- _WORK TO BE COMPLETED_:
Identify every line in the records below that contains the word "attempts", and copy each of those lines.

(Collected data entries)
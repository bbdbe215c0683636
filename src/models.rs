use serde::{Deserialize, Serialize};

/// Minimum description length (in characters) for a record to count as
/// properly described.
pub const MIN_DESCRIPTION_CHARS: usize = 20;

/// A latitude/longitude pair. Only ever constructed as a whole; a record
/// either has both values or neither.
#[derive(Debug, Clone, Copy, PartialEq, Serialize, Deserialize)]
pub struct Coordinate {
    pub latitude: f64,
    pub longitude: f64,
}

/// One scraped place, assembled from a detail page.
#[derive(Debug, Clone, Serialize, Deserialize)]
pub struct PlaceRecord {
    /// Stable external key. Site-native where the URL carries one,
    /// otherwise a deterministic surrogate derived from the URL.
    pub identifier: String,
    pub name: String,
    pub description: String,
    /// May be empty when no address could be extracted.
    pub address: String,
    pub coordinate: Option<Coordinate>,
}

impl PlaceRecord {
    pub fn has_valid_name(&self) -> bool {
        !self.name.trim().is_empty()
    }

    pub fn has_valid_identifier(&self) -> bool {
        !self.identifier.trim().is_empty()
    }

    pub fn has_valid_coordinates(&self) -> bool {
        self.coordinate.is_some()
    }

    pub fn has_valid_description(&self) -> bool {
        !self.description.is_empty()
            && self.description.chars().count() >= MIN_DESCRIPTION_CHARS
    }

    pub fn is_complete(&self) -> bool {
        self.has_valid_name()
            && self.has_valid_identifier()
            && self.has_valid_coordinates()
            && self.has_valid_description()
    }
}

/// How a scrape run ended.
#[derive(Debug, Clone, Copy, PartialEq, Eq, Serialize, Deserialize)]
pub enum ScrapeStatus {
    /// At least one record was produced.
    Completed,
    /// The site was reachable but yielded no records on the final attempt.
    Empty,
    /// Every attempt failed; the retry budget is spent.
    Exhausted,
}

/// Result of a full scrape run. `places` is all the persistence side ever
/// consumes; `status` and `attempts` let callers tell a quiet night from a
/// broken scraper.
#[derive(Debug, Clone)]
pub struct ScrapeOutcome {
    pub places: Vec<PlaceRecord>,
    pub status: ScrapeStatus,
    pub attempts: u32,
}

impl ScrapeOutcome {
    pub fn into_places(self) -> Vec<PlaceRecord> {
        self.places
    }
}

- _ANSWER TO THIS PROBLEM_:
/// consumes; `status` and `attempts` let callers tell a quiet night from a
    pub attempts: u32,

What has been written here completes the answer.